Instructions for the task -> Across the listing below, how many lines contain "Some"? Answer with the number and nothing else.

The records ->
<<<<

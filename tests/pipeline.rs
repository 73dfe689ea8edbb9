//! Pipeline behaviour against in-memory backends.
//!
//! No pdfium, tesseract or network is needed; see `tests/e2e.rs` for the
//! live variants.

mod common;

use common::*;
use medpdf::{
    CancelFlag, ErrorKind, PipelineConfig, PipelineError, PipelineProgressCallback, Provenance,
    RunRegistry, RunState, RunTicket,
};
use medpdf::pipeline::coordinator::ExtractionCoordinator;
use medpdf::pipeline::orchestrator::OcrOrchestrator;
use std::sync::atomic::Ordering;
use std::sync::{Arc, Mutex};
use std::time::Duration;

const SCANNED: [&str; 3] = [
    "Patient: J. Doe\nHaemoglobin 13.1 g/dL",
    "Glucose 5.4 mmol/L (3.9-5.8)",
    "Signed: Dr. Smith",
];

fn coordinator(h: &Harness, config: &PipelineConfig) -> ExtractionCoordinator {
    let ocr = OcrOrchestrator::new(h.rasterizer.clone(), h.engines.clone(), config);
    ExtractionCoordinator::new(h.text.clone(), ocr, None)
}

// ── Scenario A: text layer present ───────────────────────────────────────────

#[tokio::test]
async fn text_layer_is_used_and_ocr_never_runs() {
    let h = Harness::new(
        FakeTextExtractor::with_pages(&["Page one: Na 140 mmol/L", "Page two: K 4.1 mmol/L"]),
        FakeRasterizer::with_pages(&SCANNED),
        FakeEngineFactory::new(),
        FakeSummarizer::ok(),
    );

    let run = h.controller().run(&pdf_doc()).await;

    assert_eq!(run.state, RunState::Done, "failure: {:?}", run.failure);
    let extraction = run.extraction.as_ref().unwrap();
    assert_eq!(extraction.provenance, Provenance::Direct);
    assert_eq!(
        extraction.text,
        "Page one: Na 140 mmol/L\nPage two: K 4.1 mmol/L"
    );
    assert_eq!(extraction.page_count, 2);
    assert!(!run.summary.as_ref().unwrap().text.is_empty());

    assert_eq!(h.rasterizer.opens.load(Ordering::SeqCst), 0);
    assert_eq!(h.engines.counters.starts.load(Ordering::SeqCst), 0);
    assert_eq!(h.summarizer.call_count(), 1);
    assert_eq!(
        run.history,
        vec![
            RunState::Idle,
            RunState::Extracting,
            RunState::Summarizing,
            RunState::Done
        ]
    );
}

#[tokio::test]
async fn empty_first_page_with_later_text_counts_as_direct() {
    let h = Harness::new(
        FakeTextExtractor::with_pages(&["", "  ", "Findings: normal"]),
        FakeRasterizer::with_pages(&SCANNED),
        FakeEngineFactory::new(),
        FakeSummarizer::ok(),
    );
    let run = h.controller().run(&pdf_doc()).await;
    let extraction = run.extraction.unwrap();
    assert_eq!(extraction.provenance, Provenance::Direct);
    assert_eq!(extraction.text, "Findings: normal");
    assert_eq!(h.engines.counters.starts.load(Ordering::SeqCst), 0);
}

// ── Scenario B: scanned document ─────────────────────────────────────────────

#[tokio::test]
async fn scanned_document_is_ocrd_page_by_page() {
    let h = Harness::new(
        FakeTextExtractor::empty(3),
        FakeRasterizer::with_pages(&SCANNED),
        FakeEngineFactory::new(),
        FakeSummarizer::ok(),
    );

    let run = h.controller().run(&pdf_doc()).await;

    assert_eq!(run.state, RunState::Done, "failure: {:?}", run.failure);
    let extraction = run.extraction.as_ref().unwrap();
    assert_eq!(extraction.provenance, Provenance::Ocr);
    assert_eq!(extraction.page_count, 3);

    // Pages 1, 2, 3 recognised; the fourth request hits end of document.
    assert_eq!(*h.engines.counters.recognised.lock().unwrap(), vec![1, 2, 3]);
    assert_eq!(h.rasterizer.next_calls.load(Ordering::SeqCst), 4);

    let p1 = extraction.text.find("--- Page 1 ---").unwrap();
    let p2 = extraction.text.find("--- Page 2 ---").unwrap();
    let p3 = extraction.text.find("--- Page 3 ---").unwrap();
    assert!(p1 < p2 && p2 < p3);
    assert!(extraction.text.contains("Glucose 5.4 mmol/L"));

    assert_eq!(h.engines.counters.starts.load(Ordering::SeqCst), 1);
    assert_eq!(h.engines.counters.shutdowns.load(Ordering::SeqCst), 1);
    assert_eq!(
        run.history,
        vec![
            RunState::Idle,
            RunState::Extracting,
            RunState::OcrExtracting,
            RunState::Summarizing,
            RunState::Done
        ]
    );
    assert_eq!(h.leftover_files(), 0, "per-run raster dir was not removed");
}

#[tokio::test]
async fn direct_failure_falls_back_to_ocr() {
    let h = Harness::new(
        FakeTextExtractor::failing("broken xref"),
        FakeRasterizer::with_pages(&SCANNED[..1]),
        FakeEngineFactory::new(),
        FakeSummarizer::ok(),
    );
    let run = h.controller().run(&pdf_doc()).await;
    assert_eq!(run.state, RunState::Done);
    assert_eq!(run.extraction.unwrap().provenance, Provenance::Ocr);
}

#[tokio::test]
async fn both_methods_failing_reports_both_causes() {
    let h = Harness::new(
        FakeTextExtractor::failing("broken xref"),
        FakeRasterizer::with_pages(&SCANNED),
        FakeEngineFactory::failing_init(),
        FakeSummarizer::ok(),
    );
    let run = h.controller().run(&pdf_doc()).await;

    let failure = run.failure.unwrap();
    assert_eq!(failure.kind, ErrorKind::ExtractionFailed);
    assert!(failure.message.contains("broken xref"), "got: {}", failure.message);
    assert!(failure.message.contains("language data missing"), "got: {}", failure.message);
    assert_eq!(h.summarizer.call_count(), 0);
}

>>>>
<<<<

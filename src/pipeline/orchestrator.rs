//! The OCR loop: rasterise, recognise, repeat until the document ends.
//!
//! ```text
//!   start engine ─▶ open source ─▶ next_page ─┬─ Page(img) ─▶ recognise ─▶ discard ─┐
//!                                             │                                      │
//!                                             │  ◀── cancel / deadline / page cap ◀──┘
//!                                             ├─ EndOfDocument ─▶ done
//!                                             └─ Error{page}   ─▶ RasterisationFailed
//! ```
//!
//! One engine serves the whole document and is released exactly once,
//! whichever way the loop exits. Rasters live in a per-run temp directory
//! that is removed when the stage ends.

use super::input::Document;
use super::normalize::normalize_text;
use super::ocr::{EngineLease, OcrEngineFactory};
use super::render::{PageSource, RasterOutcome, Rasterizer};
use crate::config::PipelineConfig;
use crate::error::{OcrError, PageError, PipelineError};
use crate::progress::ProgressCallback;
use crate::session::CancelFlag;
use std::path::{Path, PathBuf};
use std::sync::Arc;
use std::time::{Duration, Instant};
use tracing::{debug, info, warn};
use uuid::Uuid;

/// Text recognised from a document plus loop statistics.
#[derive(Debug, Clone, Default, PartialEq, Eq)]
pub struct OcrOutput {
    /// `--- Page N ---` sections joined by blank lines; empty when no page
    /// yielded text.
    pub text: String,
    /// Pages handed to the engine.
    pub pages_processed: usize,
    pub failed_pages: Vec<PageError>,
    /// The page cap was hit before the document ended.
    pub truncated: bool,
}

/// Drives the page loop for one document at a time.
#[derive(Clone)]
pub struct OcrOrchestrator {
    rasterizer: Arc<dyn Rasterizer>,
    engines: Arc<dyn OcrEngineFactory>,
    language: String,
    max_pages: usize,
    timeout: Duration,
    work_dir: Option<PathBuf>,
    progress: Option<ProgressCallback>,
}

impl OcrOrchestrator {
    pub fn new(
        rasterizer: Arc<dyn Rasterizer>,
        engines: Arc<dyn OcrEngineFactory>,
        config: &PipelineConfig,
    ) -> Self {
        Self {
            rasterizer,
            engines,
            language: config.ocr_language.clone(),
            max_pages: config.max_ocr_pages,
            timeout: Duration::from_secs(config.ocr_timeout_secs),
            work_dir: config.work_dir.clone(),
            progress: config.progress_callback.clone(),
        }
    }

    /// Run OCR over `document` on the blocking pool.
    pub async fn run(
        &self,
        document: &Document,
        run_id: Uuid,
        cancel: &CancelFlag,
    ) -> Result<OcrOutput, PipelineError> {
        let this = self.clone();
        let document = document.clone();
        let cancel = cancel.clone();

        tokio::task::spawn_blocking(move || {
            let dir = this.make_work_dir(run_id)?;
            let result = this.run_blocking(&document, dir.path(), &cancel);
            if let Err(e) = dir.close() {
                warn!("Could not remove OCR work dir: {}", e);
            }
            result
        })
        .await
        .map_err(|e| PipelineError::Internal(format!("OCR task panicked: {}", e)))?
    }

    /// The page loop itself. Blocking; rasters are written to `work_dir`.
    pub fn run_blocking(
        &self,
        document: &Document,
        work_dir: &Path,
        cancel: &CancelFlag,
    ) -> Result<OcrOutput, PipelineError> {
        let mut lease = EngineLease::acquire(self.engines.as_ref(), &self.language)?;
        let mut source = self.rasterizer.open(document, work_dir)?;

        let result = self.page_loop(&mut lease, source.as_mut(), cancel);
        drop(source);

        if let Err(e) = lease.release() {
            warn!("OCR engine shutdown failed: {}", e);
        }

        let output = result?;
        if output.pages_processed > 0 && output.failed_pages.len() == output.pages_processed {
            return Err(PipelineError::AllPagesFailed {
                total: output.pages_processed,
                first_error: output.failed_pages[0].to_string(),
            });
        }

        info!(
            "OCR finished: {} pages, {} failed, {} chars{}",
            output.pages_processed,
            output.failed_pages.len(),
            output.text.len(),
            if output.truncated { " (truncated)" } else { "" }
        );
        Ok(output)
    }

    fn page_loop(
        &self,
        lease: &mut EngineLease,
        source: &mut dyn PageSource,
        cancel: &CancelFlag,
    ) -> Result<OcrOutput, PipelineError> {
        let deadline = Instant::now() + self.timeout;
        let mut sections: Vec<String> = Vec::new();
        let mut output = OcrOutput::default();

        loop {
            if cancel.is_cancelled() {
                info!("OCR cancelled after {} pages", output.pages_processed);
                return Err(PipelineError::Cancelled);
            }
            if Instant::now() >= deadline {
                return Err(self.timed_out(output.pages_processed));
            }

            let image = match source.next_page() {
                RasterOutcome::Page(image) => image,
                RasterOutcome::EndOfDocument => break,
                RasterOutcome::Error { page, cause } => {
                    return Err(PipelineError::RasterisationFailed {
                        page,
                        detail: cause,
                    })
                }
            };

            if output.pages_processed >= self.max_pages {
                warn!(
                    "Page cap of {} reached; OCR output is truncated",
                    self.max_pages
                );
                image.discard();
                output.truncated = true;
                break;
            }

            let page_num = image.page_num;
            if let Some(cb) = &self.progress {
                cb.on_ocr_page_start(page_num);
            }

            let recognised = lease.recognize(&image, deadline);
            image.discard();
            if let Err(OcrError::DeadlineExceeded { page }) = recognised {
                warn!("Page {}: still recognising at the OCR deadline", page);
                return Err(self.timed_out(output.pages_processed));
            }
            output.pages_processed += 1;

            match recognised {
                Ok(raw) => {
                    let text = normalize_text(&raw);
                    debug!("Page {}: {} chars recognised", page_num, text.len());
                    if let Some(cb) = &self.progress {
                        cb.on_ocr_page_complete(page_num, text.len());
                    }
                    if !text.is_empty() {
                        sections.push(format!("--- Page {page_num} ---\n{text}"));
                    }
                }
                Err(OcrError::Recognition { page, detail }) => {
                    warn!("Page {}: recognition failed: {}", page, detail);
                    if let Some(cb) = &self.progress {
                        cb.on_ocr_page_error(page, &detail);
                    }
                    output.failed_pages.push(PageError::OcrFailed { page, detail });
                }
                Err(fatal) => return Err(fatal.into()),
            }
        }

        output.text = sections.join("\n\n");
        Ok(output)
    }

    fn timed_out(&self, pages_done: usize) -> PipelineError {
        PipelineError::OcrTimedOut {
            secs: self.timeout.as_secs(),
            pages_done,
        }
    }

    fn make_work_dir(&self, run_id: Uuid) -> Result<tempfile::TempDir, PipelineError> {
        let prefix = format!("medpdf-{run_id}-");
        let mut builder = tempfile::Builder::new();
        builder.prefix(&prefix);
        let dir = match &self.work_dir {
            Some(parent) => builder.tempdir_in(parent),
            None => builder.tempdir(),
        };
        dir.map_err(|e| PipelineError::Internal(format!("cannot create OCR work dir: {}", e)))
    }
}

>>>>
<<<<

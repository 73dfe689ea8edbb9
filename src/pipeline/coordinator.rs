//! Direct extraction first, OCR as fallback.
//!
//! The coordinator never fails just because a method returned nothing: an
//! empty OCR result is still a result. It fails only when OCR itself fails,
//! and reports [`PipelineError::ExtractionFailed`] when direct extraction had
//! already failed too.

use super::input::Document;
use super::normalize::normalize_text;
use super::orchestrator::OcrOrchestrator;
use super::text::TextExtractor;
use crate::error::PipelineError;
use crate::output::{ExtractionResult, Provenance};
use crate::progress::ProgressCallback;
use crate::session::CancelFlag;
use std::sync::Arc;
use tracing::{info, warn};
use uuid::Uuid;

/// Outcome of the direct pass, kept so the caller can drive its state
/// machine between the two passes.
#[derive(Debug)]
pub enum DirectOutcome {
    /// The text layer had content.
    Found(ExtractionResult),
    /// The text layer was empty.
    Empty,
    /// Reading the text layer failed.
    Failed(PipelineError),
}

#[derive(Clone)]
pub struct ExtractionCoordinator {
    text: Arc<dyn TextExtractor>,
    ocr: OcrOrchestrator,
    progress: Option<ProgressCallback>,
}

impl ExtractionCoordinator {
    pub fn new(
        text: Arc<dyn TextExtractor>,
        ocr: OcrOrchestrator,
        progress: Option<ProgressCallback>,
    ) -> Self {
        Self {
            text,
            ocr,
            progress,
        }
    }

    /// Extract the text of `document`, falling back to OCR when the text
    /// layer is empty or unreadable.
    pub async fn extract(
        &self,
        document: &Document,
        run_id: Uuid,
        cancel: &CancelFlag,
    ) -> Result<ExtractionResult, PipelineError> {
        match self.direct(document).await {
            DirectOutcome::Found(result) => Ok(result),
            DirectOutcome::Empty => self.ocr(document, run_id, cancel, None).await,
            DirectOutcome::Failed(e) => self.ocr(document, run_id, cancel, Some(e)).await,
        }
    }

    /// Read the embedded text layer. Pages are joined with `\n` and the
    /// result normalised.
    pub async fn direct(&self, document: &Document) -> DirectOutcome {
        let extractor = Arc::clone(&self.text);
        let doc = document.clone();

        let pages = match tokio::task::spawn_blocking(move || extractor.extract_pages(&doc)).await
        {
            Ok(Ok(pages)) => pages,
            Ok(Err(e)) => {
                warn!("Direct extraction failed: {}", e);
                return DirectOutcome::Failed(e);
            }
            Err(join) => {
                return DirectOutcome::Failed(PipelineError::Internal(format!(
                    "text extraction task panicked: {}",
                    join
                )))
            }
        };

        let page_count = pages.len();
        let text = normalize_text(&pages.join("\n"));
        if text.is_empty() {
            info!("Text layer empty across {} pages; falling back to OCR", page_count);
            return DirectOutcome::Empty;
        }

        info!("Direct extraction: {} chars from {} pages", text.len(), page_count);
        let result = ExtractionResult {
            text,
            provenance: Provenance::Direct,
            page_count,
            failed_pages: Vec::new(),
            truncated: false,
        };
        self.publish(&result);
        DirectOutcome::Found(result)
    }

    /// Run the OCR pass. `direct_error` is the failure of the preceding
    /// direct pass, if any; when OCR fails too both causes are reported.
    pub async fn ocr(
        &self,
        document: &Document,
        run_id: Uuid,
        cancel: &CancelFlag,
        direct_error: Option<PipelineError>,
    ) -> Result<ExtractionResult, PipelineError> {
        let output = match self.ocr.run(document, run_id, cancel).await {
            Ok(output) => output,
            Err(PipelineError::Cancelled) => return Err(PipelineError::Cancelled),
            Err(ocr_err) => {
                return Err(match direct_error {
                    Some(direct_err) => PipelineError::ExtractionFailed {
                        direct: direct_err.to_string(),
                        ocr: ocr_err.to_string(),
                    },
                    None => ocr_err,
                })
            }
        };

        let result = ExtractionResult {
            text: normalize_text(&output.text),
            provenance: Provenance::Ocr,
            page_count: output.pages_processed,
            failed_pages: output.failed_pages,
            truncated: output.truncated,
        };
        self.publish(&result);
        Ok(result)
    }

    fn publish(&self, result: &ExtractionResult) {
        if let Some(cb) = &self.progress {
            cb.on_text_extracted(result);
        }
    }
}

>>>>

Task solution -> 7